EXERCISE: Report how many lines in the listing below include the string "span", and write nothing more.

RECORDS FOR THE TASK Start Marker

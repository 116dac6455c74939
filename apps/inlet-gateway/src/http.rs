use std::sync::Arc;

use axum::{
    Router,
    body::Bytes,
    debug_handler,
    extract::{Extension, Json, Path},
    http::{HeaderMap, StatusCode, header::AUTHORIZATION},
    routing::{get, post},
};
use inlet_backend::{Backend, Health, WriteOutcome};
use inlet_core::channel::CONFIG_AUTH_TOKEN;
use inlet_core::{
    Channel, ChannelType, ChannelUuid, HandlerRegistry, Incoming, IngestError, MsgId, MsgStatus,
    MsgUuid, ValidationError,
};
use serde::Serialize;
use tracing::{Instrument, error, warn};

use crate::channels::ChannelCache;

#[derive(Clone)]
pub struct GatewayState {
    pub backend: Backend,
    pub handlers: HandlerRegistry,
    pub channels: ChannelCache,
}

/// Result for one event extracted from a callback.
#[derive(Serialize, Debug, PartialEq)]
#[serde(tag = "type", rename_all = "snake_case")]
pub enum EventResult {
    Msg {
        uuid: MsgUuid,
        id: Option<MsgId>,
        outcome: WriteOutcome,
    },
    Status {
        id: Option<MsgId>,
        status: MsgStatus,
        outcome: WriteOutcome,
    },
}

#[derive(Serialize, Debug)]
pub struct ApiResponse {
    pub events: Vec<EventResult>,
}

#[derive(Serialize, Debug)]
pub struct ApiError {
    code: &'static str,
    error: String,
}

type ApiFailure = (StatusCode, Json<ApiError>);

fn failure(err: IngestError) -> ApiFailure {
    let status = match &err {
        IngestError::Validation(_) => StatusCode::BAD_REQUEST,
        IngestError::NotFound(_) => StatusCode::NOT_FOUND,
        IngestError::Spool(_) => StatusCode::SERVICE_UNAVAILABLE,
    };
    (
        status,
        Json(ApiError {
            code: err.code(),
            error: err.to_string(),
        }),
    )
}

pub fn build_router(state: GatewayState) -> Router {
    Router::new()
        .route("/c/{channel_type}/{channel_uuid}/receive", post(receive))
        .route("/healthz", get(healthz))
        .layer(Extension(Arc::new(state)))
}

#[debug_handler]
async fn healthz(Extension(state): Extension<Arc<GatewayState>>) -> (StatusCode, Json<Health>) {
    let health = state.backend.health().await;
    let code = if health.store_ok {
        StatusCode::OK
    } else {
        StatusCode::SERVICE_UNAVAILABLE
    };
    (code, Json(health))
}

#[debug_handler]
async fn receive(
    Path((channel_type, channel_uuid)): Path<(String, String)>,
    Extension(state): Extension<Arc<GatewayState>>,
    headers: HeaderMap,
    body: Bytes,
) -> Result<Json<ApiResponse>, ApiFailure> {
    let span = tracing::info_span!("receive", channel_type = %channel_type, channel_uuid = %channel_uuid);
    handle_receive(channel_type, channel_uuid, state, &headers, body)
        .instrument(span)
        .await
}

pub async fn handle_receive(
    channel_type: String,
    channel_uuid: String,
    state: Arc<GatewayState>,
    headers: &HeaderMap,
    body: Bytes,
) -> Result<Json<ApiResponse>, ApiFailure> {
    let channel_type = ChannelType::new(channel_type);
    let handler = state
        .handlers
        .get(&channel_type)
        .ok_or_else(|| failure(ValidationError::UnknownChannelType(channel_type.to_string()).into()))?;
    let uuid: ChannelUuid = channel_uuid.parse().map_err(|_| {
        failure(ValidationError::Payload(format!("invalid channel uuid '{channel_uuid}'")).into())
    })?;

    let channel = match state.channels.get(uuid).await {
        Ok(Some(channel)) if channel.channel_type == channel_type => channel,
        Ok(_) => {
            let err = IngestError::from(ValidationError::UnknownChannel(uuid));
            return Err((StatusCode::NOT_FOUND, failure(err).1));
        }
        Err(err) => {
            error!(error = %err, "channel lookup failed");
            return Err(failure(IngestError::spool(err)));
        }
    };

    if !authorized(&channel, headers) {
        warn!("callback rejected, bad or missing bearer token");
        return Err((
            StatusCode::UNAUTHORIZED,
            Json(ApiError {
                code: "unauthorized",
                error: "missing or invalid bearer token".into(),
            }),
        ));
    }

    let events = handler.handle_incoming(&channel, &body).map_err(|err| {
        warn!(error = %err, "rejected callback");
        failure(err.into())
    })?;

    let mut results = Vec::with_capacity(events.len());
    for event in events {
        let result = match event {
            Incoming::Msg(msg) => {
                let receipt = state.backend.receive_msg(&channel, msg).await.map_err(failure)?;
                EventResult::Msg {
                    uuid: receipt.uuid,
                    id: receipt.id,
                    outcome: receipt.outcome,
                }
            }
            Incoming::Status(status) => {
                let receipt = state
                    .backend
                    .receive_status(&channel, status)
                    .await
                    .map_err(failure)?;
                EventResult::Status {
                    id: receipt.msg_id,
                    status: receipt.status,
                    outcome: receipt.outcome,
                }
            }
        };
        results.push(result);
    }
    Ok(Json(ApiResponse { events: results }))
}

/// Channels configured with an auth token only accept `Authorization: Bearer <token>`.
fn authorized(channel: &Channel, headers: &HeaderMap) -> bool {
    let Some(token) = channel.config_str(CONFIG_AUTH_TOKEN) else {
        return true;
    };
    headers
        .get(AUTHORIZATION)
        .and_then(|h| h.to_str().ok())
        .and_then(|h| h.strip_prefix("Bearer "))
        .is_some_and(|provided| provided == token)
}

#[cfg(test)]
mod tests {
    use super::*;

    #[test]
    fn errors_map_to_http_statuses() {
        let (code, body) = failure(ValidationError::MissingField("from").into());
        assert_eq!(code, StatusCode::BAD_REQUEST);
        assert_eq!(body.code, "validation");

        let (code, _) = failure(IngestError::NotFound("external id x".into()));
        assert_eq!(code, StatusCode::NOT_FOUND);

        let (code, body) = failure(IngestError::spool("disk full"));
        assert_eq!(code, StatusCode::SERVICE_UNAVAILABLE);
        assert_eq!(body.code, "spool");
    }

    #[test]
    fn bearer_token_is_checked_only_when_configured() {
        let mut channel = Channel {
            id: inlet_core::ChannelId(1),
            uuid: ChannelUuid::new(),
            org_id: inlet_core::OrgId(1),
            channel_type: ChannelType::new("EX"),
            name: "ext".into(),
            address: "2020".into(),
            country: None,
            schemes: Vec::new(),
            config: Default::default(),
        };
        let mut headers = HeaderMap::new();
        assert!(authorized(&channel, &headers));

        channel.config.insert(CONFIG_AUTH_TOKEN.into(), "s3cret".into());
        assert!(!authorized(&channel, &headers));
        headers.insert(AUTHORIZATION, "Bearer wrong".parse().unwrap());
        assert!(!authorized(&channel, &headers));
        headers.insert(AUTHORIZATION, "Bearer s3cret".parse().unwrap());
        assert!(authorized(&channel, &headers));
    }
}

RECORDS FOR THE TASK End Marker

YOUR SOLUTION: 2